Zaifman himself presented the awards, she said.

“What was really neat was that at the end, they had asked us to get together and take pictures with the Zaifman family,” she said. “As we were finishing that up, there was a line of people who just wanted to shake our hands” and thank them for their work.

“That was powerful,” she said.

The award looks at teachers who promote lessons beyond the historical literature of the Holocaust.

“That’s how we made the match,” she said.

Her 85 students started out the year looking at intolerance and prejudice against people with physical handicaps through the novel “Gathering Blue,” by Lois Lowry.

“Then we look at “The Outsiders,” by S. E. Hinton, for socio-economic situations and biases, she said.

“I’m trying to make the kids a little more aware of theses prejudices that occur and along the way, as well, examine themselves,” she said.

The third marking period is when she focuses on Holocaust education.

“We’ve always had Holocaust studies in seventh-grade,” she said.

Currently, her classes are moving into mythological study.

“In the Holocaust, we talked about the power of a voice,” she said.

Now the students are learning about the heroes of the Greek gods.

“We’re linking it to finding the hero in you,” she said, and using your inner-compass.

“For me, I feel like other curriculum that I’m doing is so fitting for this age because they’re in that pre-identity formation,” she said. “They’re right at the cusp.
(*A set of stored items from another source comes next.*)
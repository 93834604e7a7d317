//! Query, result and cursor types for get and list.

use serde::{Deserialize, Serialize};
use serde_json::{Map, Value};

use crate::path::ParsedPath;

/// Options for [`Channels::get`](super::Channels::get).
#[derive(Debug, Clone, Default, PartialEq, Serialize, Deserialize)]
#[serde(default)]
pub struct GetQuery {
    /// Nested field mask applied to the result.
    #[serde(skip_serializing_if = "Option::is_none")]
    pub projection: Option<Map<String, Value>>,
    /// List the record's children with this query and attach them.
    #[serde(skip_serializing_if = "Option::is_none")]
    pub children: Option<ListQuery>,
}

/// Options for [`Channels::list`](super::Channels::list).
///
/// All fields default to "off": a default query lists the direct children
/// of a path in ascending key order, without values and without a limit.
#[derive(Debug, Clone, Default, PartialEq, Serialize, Deserialize)]
#[serde(default)]
pub struct ListQuery {
    /// Exclusive lower bound, as a key relative to the listed path.
    #[serde(skip_serializing_if = "Option::is_none")]
    pub gt: Option<String>,
    /// Exclusive upper bound, as a key relative to the listed path.
    #[serde(skip_serializing_if = "Option::is_none")]
    pub lt: Option<String>,
    /// List the whole subtree instead of only direct children.
    pub deep: bool,
    /// Descending key order.
    pub reverse: bool,
    /// Attach each record's data.
    pub values: bool,
    /// Maximum number of rows scanned. Zero means no limit.
    #[serde(skip_serializing_if = "Option::is_none")]
    pub limit: Option<usize>,
    /// Structural or text filter over record data; only applied with `values`.
    #[serde(skip_serializing_if = "Option::is_none")]
    pub filter: Option<Value>,
    /// Nested field mask applied to each entry.
    #[serde(skip_serializing_if = "Option::is_none")]
    pub projection: Option<Map<String, Value>>,
}

impl ListQuery {
    pub fn new() -> Self {
        Self::default()
    }

    pub fn deep(mut self) -> Self {
        self.deep = true;
        self
    }

    pub fn reverse(mut self) -> Self {
        self.reverse = true;
        self
    }

    pub fn values(mut self) -> Self {
        self.values = true;
        self
    }

    pub fn limit(mut self, limit: usize) -> Self {
        self.limit = Some(limit);
        self
    }

    pub fn gt(mut self, key: impl Into<String>) -> Self {
        self.gt = Some(key.into());
        self
    }

    pub fn lt(mut self, key: impl Into<String>) -> Self {
        self.lt = Some(key.into());
        self
    }

    pub fn filter(mut self, filter: Value) -> Self {
        self.filter = Some(filter);
        self
    }

    pub fn projection(mut self, projection: Map<String, Value>) -> Self {
        self.projection = Some(projection);
        self
    }
}

/// Continuation of a limited list.
///
/// A cursor is the query that produced a page with its boundary advanced
/// past the last entry returned: `gt` moves forward for ascending lists and
/// `lt` moves back for reverse lists. Everything else, including the
/// opposite bound, is carried over unchanged, so listing with
/// [`Cursor::into_query`] resumes exactly where the page ended.
#[derive(Debug, Clone, PartialEq, Serialize, Deserialize)]
#[serde(transparent)]
pub struct Cursor {
    query: ListQuery,
}

impl Cursor {
    /// Cursor resuming `query` after the entry at relative key `boundary`.
    pub(crate) fn after(query: &ListQuery, boundary: String) -> Self {
        let mut query = query.clone();
        if query.reverse {
            query.lt = Some(boundary);
        } else {
            query.gt = Some(boundary);
        }
        Self { query }
    }

    /// The query to pass to the next list call.
    pub fn query(&self) -> &ListQuery {
        &self.query
    }

    pub fn into_query(self) -> ListQuery {
        self.query
    }
}

impl From<Cursor> for ListQuery {
    fn from(cursor: Cursor) -> Self {
        cursor.query
    }
}

/// A record as returned by get and list.
///
/// Every field is optional because a projection may remove any of them.
/// Without a projection `path`, `channel` and `key` are always present and
/// `data` is present for get and for list with `values`.
#[derive(Debug, Clone, Default, PartialEq, Serialize, Deserialize)]
pub struct Entry {
    #[serde(default, skip_serializing_if = "Option::is_none")]
    pub path: Option<String>,
    #[serde(default, skip_serializing_if = "Option::is_none")]
    pub channel: Option<String>,
    #[serde(default, skip_serializing_if = "Option::is_none")]
    pub key: Option<String>,
    #[serde(default, skip_serializing_if = "Option::is_none")]
    pub data: Option<Value>,
    #[serde(default, skip_serializing_if = "Option::is_none")]
    pub children: Option<Listing>,
}

impl Entry {
    pub(crate) fn new(parsed: ParsedPath, data: Option<Value>) -> Self {
        Self {
            path: Some(parsed.path),
            channel: Some(parsed.channel),
            key: Some(parsed.key),
            data,
            children: None,
        }
    }

    /// The record's path, unless projected away.
    pub fn path(&self) -> Option<&str> {
        self.path.as_deref()
    }

    /// The record's data, unless absent or projected away.
    pub fn data(&self) -> Option<&Value> {
        self.data.as_ref()
    }
}

/// One page of list results.
#[derive(Debug, Clone, Default, PartialEq, Serialize, Deserialize)]
pub struct Listing {
    pub data: Vec<Entry>,
    /// Present when more rows may follow; `null` on the wire otherwise.
    #[serde(default)]
    pub cursor: Option<Cursor>,
}

impl Listing {
    /// Paths of the listed entries, skipping entries whose path was
    /// projected away.
    pub fn paths(&self) -> Vec<&str> {
        self.data.iter().filter_map(Entry::path).collect()
    }
}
They’re like caterpillars that are cocooning and will be blossoming soon.”

Montrose uses the school’s Moodle website to help students expand their thoughts on topics of importance.
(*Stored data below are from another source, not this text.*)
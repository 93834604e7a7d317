use serde_json::Value;

use super::{Channels, DelEvent, Entry, GetQuery, ListQuery, Listing, PutEvent};
use crate::Result;
use crate::path;

/// A view of [`Channels`] bound to one normalized path.
///
/// Handles are cheap to clone and to derive: [`Channel::child`] only joins
/// paths, it does not touch the store.
///
/// ```
/// # use channeldb::{Channels, backend::InMemory};
/// # use serde_json::json;
/// # #[tokio::main]
/// # async fn main() -> channeldb::Result<()> {
/// let channels = Channels::open(Box::new(InMemory::new()));
/// let users = channels.root().child("users");
/// let alice = users.child("alice");
///
/// alice.put(json!({ "age": 30 })).await?;
/// assert_eq!(alice.path(), "/users/alice");
/// assert_eq!(alice.get().await?.data, Some(json!({ "age": 30 })));
/// # Ok(())
/// # }
/// ```
#[derive(Clone)]
pub struct Channel {
    channels: Channels,
    path: String,
}

impl Channel {
    pub(crate) fn new(channels: Channels, raw: &str) -> Self {
        Self {
            channels,
            path: path::parse(raw).path,
        }
    }

    pub fn path(&self) -> &str {
        &self.path
    }

    /// Handle for `sub`, resolved relative to this handle's path.
    pub fn child(&self, sub: &str) -> Channel {
        Channel {
            channels: self.channels.clone(),
            path: path::join(&self.path, sub),
        }
    }

    pub async fn put(&self, data: Value) -> Result<PutEvent> {
        self.channels.put(&self.path, data).await
    }

    pub async fn get(&self) -> Result<Entry> {
        self.channels.get(&self.path, None).await
    }

    pub async fn get_with(&self, query: &GetQuery) -> Result<Entry> {
        self.channels.get(&self.path, Some(query)).await
    }

    /// Deletes this path and its subtree.
    pub async fn del(&self) -> Result<DelEvent> {
        self.channels.del(&self.path).await
    }

    pub async fn list(&self, query: &ListQuery) -> Result<Listing> {
        self.channels.list(&self.path, query).await
    }
}

impl std::fmt::Debug for Channel {
    fn fmt(&self, f: &mut std::fmt::Formatter<'_>) -> std::fmt::Result {
        f.debug_struct("Channel").field("path", &self.path).finish()
    }
}
//! Error types for the remote binding.

use serde_json::Value;
use thiserror::Error;

/// Errors raised by [`RemoteClient`](super::RemoteClient).
///
/// # Stability
///
/// - New variants may be added in minor versions (enum is `#[non_exhaustive]`)
/// - Helper methods like `is_*()` provide stable APIs
#[non_exhaustive]
#[derive(Debug, Error)]
pub enum RemoteError {
    /// The server URL could not be used.
    #[error("Invalid server URL '{url}': {reason}")]
    InvalidUrl { url: String, reason: String },

    /// No response was received: connection refused, timeout or a broken
    /// connection while reading the body.
    #[error("Request to {url} failed")]
    Transport {
        url: String,
        #[source]
        source: reqwest::Error,
    },

    /// The server answered with a status of 400 or above.
    #[error("Server rejected request with status {status}: {body}")]
    Rejected {
        status: u16,
        /// The parsed error body, usually `{code, message}`
        body: Value,
    },

    /// A response body was not the expected JSON.
    #[error("Failed to decode response with status {status}")]
    Decode {
        status: u16,
        #[source]
        source: serde_json::Error,
    },

    /// The configured token provider failed.
    #[error("Token provider failed: {reason}")]
    TokenProvider { reason: String },
}

impl RemoteError {
    /// Check if the request failed without receiving a response.
    pub fn is_transport_error(&self) -> bool {
        matches!(self, RemoteError::Transport { .. })
    }

    /// Check if the server rejected the request.
    pub fn is_rejected(&self) -> bool {
        matches!(self, RemoteError::Rejected { .. })
    }

    /// The HTTP status of a rejection, if the server sent one.
    pub fn status(&self) -> Option<u16> {
        match self {
            RemoteError::Rejected { status, .. } => Some(*status),
            _ => None,
        }
    }

    /// The `message` field of a rejection body, if present.
    pub fn message(&self) -> Option<&str> {
        match self {
            RemoteError::Rejected { body, .. } => body.get("message").and_then(Value::as_str),
            _ => None,
        }
    }
}

impl From<RemoteError> for crate::Error {
    fn from(err: RemoteError) -> Self {
        crate::Error::Remote(err)
    }
}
“It’s really cool,” she said.

At the beginning of the year, students’ responses were skeletal.

“Their writing does get more voluminous as they go,” she said. “I’m not telling them to do this. It’s just natural.”

Her classes at Seton Hall University in South Orange, where she earned her master’s degree in school counseling, were mostly online and influenced her to the style of teaching.

“I just absolutely love it,” she said.

When looking at literature characters, she’s able to make her students peer within themselves to make connections.

“I stem it on a foundation of teaching tolerance,” she said. “Then, I have the kids think about the word ‘tolerant.’ How does it feel to be the recipient of being tolerated? There really is a negative connotation to that.”

The students then brainstorm on what would be a better word usage.

Acceptance.

“We move into the concept of acceptance,” she said.

While Montrose has yet to spend the scholarship money, the school is exploring a couple of options, she said.

“Either to actually release butterflies next year and to bring science into it in that way as well because they are connected that way as well — both in social studies and science,” she said, or to create a Holocaust memorial within the school building.

Montrose has been teaching Holocaust education for about five years, she said, and has always had students decorate the room with sunsets and butterflies.

“There’s famous poetry written by the children of the concentration camps,” she said. “They were inspired to take messages of empowerment with their butterflies.”

The butterflies are a promise to the students to treat each other humanely, stand up and use their voices.

“The sunsets once covered the room,” she said, pointing at a back wall of the classroom.

“They were from ‘The Outsiders,’ where we all see the same sunset.”

She does see a difference in her students as the year progresses.

“They’re more apt to gently say to somebody ‘Don’t steal my butterfly,’ or something like that in a very gentle manner,” she said. “They’re practicing their voices.”